DATA IN THIS EXERCISE.
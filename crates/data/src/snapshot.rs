//! The immutable, point-in-time view every request reads from.

use crate::cleaner::Cleaner;
use crate::coerce::{numeric_values, text_values};
use crate::error::Result;
use crate::joiner::Joiner;
use crate::loader::{Loader, RawTables};
use crate::schema::{
    Capabilities, ACCOUNT_NAME, ADVANCE_RECEIVED, BILLING_REGION, EXPECTED_REVENUE, LOSS_REASON,
    ORDER_VALUE, PRODUCT_TYPE, STAGE, WON_AMOUNT,
};
use polars::prelude::*;
use sales_kpi_core::DataConfig;
use serde_json::{Map, Number, Value};

/// Typed, row-aligned projection of the joined table used by the KPI functions.
///
/// Monetary columns are already coerced (absent → zeros). Text columns whose
/// capability flag is false hold empty strings and must not be grouped on.
#[derive(Debug, Clone, Default)]
pub struct SalesView {
    pub stages: Vec<String>,
    pub order_value: Vec<f64>,
    pub won_amount: Vec<f64>,
    pub expected_revenue: Vec<f64>,
    pub advance_received: Vec<f64>,
    pub accounts: Vec<String>,
    pub regions: Vec<String>,
    pub products: Vec<String>,
    pub loss_reasons: Vec<String>,
}

impl SalesView {
    /// Extracts the projection from a joined frame.
    ///
    /// # Errors
    /// Returns an error if a column cannot be cast.
    pub fn from_frame(frame: &DataFrame) -> Result<Self> {
        Ok(Self {
            stages: text_values(frame, STAGE)?,
            order_value: numeric_values(frame, ORDER_VALUE)?,
            won_amount: numeric_values(frame, WON_AMOUNT)?,
            expected_revenue: numeric_values(frame, EXPECTED_REVENUE)?,
            advance_received: numeric_values(frame, ADVANCE_RECEIVED)?,
            accounts: text_values(frame, ACCOUNT_NAME)?,
            regions: text_values(frame, BILLING_REGION)?,
            products: text_values(frame, PRODUCT_TYPE)?,
            loss_reasons: text_values(frame, LOSS_REASON)?,
        })
    }

    #[must_use]
    pub fn len(&self) -> usize {
        self.stages.len()
    }

    #[must_use]
    pub fn is_empty(&self) -> bool {
        self.stages.is_empty()
    }
}

/// Joined table plus everything derived from it once at startup.
///
/// Never mutated after construction; share it behind an `Arc`.
#[derive(Debug, Clone)]
pub struct Snapshot {
    frame: DataFrame,
    capabilities: Capabilities,
    view: SalesView,
    records: Vec<Value>,
}

impl Snapshot {
    /// Loads, cleans and joins the configured extracts.
    ///
    /// # Errors
    /// Returns an error if a file fails to load or a required column is missing.
    pub fn load(config: &DataConfig) -> Result<Self> {
        let RawTables {
            opportunities,
            loss_won,
        } = Loader::load_all(config)?;
        Self::build(&opportunities, &loss_won)
    }

    /// Cleans and joins two raw tables.
    ///
    /// # Errors
    /// Returns an error if a required join or filter column is missing.
    pub fn build(opportunities: &DataFrame, loss_won: &DataFrame) -> Result<Self> {
        tracing::info!("Cleaning extracts");
        let opportunities = Cleaner::clean_opportunities(opportunities)?;
        let loss_won = Cleaner::clean(loss_won)?;

        let joined = Joiner::join_and_filter(&opportunities, &loss_won)?;
        Self::from_joined(joined)
    }

    /// Wraps an already joined table.
    ///
    /// # Errors
    /// Returns an error if the projection or row records cannot be derived.
    pub fn from_joined(frame: DataFrame) -> Result<Self> {
        let capabilities = Capabilities::detect(&frame);
        let view = SalesView::from_frame(&frame)?;
        let records = render_records(&frame)?;

        tracing::info!(rows = frame.height(), ?capabilities, "Snapshot ready");

        Ok(Self {
            frame,
            capabilities,
            view,
            records,
        })
    }

    #[must_use]
    pub fn frame(&self) -> &DataFrame {
        &self.frame
    }

    #[must_use]
    pub const fn capabilities(&self) -> &Capabilities {
        &self.capabilities
    }

    #[must_use]
    pub const fn view(&self) -> &SalesView {
        &self.view
    }

    /// Row objects of the joined table, column order preserved.
    #[must_use]
    pub fn records(&self) -> &[Value] {
        &self.records
    }

    #[must_use]
    pub fn len(&self) -> usize {
        self.frame.height()
    }

    #[must_use]
    pub fn is_empty(&self) -> bool {
        self.frame.height() == 0
    }
}

fn render_records(frame: &DataFrame) -> Result<Vec<Value>> {
    let names: Vec<String> = frame
        .get_columns()
        .iter()
        .map(|series| series.name().to_string())
        .collect();
    let columns = frame
        .get_columns()
        .iter()
        .map(column_values)
        .collect::<PolarsResult<Vec<_>>>()?;

    let records = (0..frame.height())
        .map(|row| {
            let mut record = Map::with_capacity(names.len());
            for (name, values) in names.iter().zip(&columns) {
                record.insert(name.clone(), values[row].clone());
            }
            Value::Object(record)
        })
        .collect();

    Ok(records)
}

fn column_values(series: &Series) -> PolarsResult<Vec<Value>> {
    let values = match series.dtype() {
        DataType::String => series
            .str()?
            .into_iter()
            .map(|value| value.map_or(Value::Null, |v| Value::String(v.to_string())))
            .collect(),
        DataType::Boolean => series
            .bool()?
            .into_iter()
            .map(|value| value.map_or(Value::Null, Value::Bool))
            .collect(),
        dtype if dtype.is_numeric() => series
            .cast(&DataType::Float64)?
            .f64()?
            .into_iter()
            .map(|value| {
                value
                    .and_then(Number::from_f64)
                    .map_or(Value::Null, Value::Number)
            })
            .collect(),
        _ => series
            .cast(&DataType::String)?
            .str()?
            .into_iter()
            .map(|value| value.map_or(Value::Null, |v| Value::String(v.to_string())))
            .collect(),
    };

    Ok(values)
}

TASK ITEM. Once you have read the material, set it down again word for word.

EXPECTED OUTPUT.
filename crates/data/src/snapshot.rs
//! The immutable, point-in-time view every request reads from.

use crate::cleaner::Cleaner;
use crate::coerce::{numeric_values, text_values};
use crate::error::Result;
use crate::joiner::Joiner;
use crate::loader::{Loader, RawTables};
use crate::schema::{
    Capabilities, ACCOUNT_NAME, ADVANCE_RECEIVED, BILLING_REGION, EXPECTED_REVENUE, LOSS_REASON,
    ORDER_VALUE, PRODUCT_TYPE, STAGE, WON_AMOUNT,
};
use polars::prelude::*;
use sales_kpi_core::DataConfig;
use serde_json::{Map, Number, Value};

/// Typed, row-aligned projection of the joined table used by the KPI functions.
///
/// Monetary columns are already coerced (absent → zeros). Text columns whose
/// capability flag is false hold empty strings and must not be grouped on.
#[derive(Debug, Clone, Default)]
pub struct SalesView {
    pub stages: Vec<String>,
    pub order_value: Vec<f64>,
    pub won_amount: Vec<f64>,
    pub expected_revenue: Vec<f64>,
    pub advance_received: Vec<f64>,
    pub accounts: Vec<String>,
    pub regions: Vec<String>,
    pub products: Vec<String>,
    pub loss_reasons: Vec<String>,
}

impl SalesView {
    /// Extracts the projection from a joined frame.
    ///
    /// # Errors
    /// Returns an error if a column cannot be cast.
    pub fn from_frame(frame: &DataFrame) -> Result<Self> {
        Ok(Self {
            stages: text_values(frame, STAGE)?,
            order_value: numeric_values(frame, ORDER_VALUE)?,
            won_amount: numeric_values(frame, WON_AMOUNT)?,
            expected_revenue: numeric_values(frame, EXPECTED_REVENUE)?,
            advance_received: numeric_values(frame, ADVANCE_RECEIVED)?,
            accounts: text_values(frame, ACCOUNT_NAME)?,
            regions: text_values(frame, BILLING_REGION)?,
            products: text_values(frame, PRODUCT_TYPE)?,
            loss_reasons: text_values(frame, LOSS_REASON)?,
        })
    }

    #[must_use]
    pub fn len(&self) -> usize {
        self.stages.len()
    }

    #[must_use]
    pub fn is_empty(&self) -> bool {
        self.stages.is_empty()
    }
}

/// Joined table plus everything derived from it once at startup.
///
/// Never mutated after construction; share it behind an `Arc`.
#[derive(Debug, Clone)]
pub struct Snapshot {
    frame: DataFrame,
    capabilities: Capabilities,
    view: SalesView,
    records: Vec<Value>,
}

impl Snapshot {
    /// Loads, cleans and joins the configured extracts.
    ///
    /// # Errors
    /// Returns an error if a file fails to load or a required column is missing.
    pub fn load(config: &DataConfig) -> Result<Self> {
        let RawTables {
            opportunities,
            loss_won,
        } = Loader::load_all(config)?;
        Self::build(&opportunities, &loss_won)
    }

    /// Cleans and joins two raw tables.
    ///
    /// # Errors
    /// Returns an error if a required join or filter column is missing.
    pub fn build(opportunities: &DataFrame, loss_won: &DataFrame) -> Result<Self> {
        tracing::info!("Cleaning extracts");
        let opportunities = Cleaner::clean_opportunities(opportunities)?;
        let loss_won = Cleaner::clean(loss_won)?;

        let joined = Joiner::join_and_filter(&opportunities, &loss_won)?;
        Self::from_joined(joined)
    }

    /// Wraps an already joined table.
    ///
    /// # Errors
    /// Returns an error if the projection or row records cannot be derived.
    pub fn from_joined(frame: DataFrame) -> Result<Self> {
        let capabilities = Capabilities::detect(&frame);
        let view = SalesView::from_frame(&frame)?;
        let records = render_records(&frame)?;

        tracing::info!(rows = frame.height(), ?capabilities, "Snapshot ready");

        Ok(Self {
            frame,
            capabilities,
            view,
            records,
        })
    }

    #[must_use]
    pub fn frame(&self) -> &DataFrame {
        &self.frame
    }

    #[must_use]
    pub const fn capabilities(&self) -> &Capabilities {
        &self.capabilities
    }

    #[must_use]
    pub const fn view(&self) -> &SalesView {
        &self.view
    }

    /// Row objects of the joined table, column order preserved.
    #[must_use]
    pub fn records(&self) -> &[Value] {
        &self.records
    }

    #[must_use]
    pub fn len(&self) -> usize {
        self.frame.height()
    }

    #[must_use]
    pub fn is_empty(&self) -> bool {
        self.frame.height() == 0
    }
}

fn render_records(frame: &DataFrame) -> Result<Vec<Value>> {
    let names: Vec<String> = frame
        .get_columns()
        .iter()
        .map(|series| series.name().to_string())
        .collect();
    let columns = frame
        .get_columns()
        .iter()
        .map(column_values)
        .collect::<PolarsResult<Vec<_>>>()?;

    let records = (0..frame.height())
        .map(|row| {
            let mut record = Map::with_capacity(names.len());
            for (name, values) in names.iter().zip(&columns) {
                record.insert(name.clone(), values[row].clone());
            }
            Value::Object(record)
        })
        .collect();

    Ok(records)
}

fn column_values(series: &Series) -> PolarsResult<Vec<Value>> {
    let values = match series.dtype() {
        DataType::String => series
            .str()?
            .into_iter()
            .map(|value| value.map_or(Value::Null, |v| Value::String(v.to_string())))
            .collect(),
        DataType::Boolean => series
            .bool()?
            .into_iter()
            .map(|value| value.map_or(Value::Null, Value::Bool))
            .collect(),
        dtype if dtype.is_numeric() => series
            .cast(&DataType::Float64)?
            .f64()?
            .into_iter()
            .map(|value| {
                value
                    .and_then(Number::from_f64)
                    .map_or(Value::Null, Value::Number)
            })
            .collect(),
        _ => series
            .cast(&DataType::String)?
            .str()?
            .into_iter()
            .map(|value| value.map_or(Value::Null, |v| Value::String(v.to_string())))
            .collect(),
    };

    Ok(values)
}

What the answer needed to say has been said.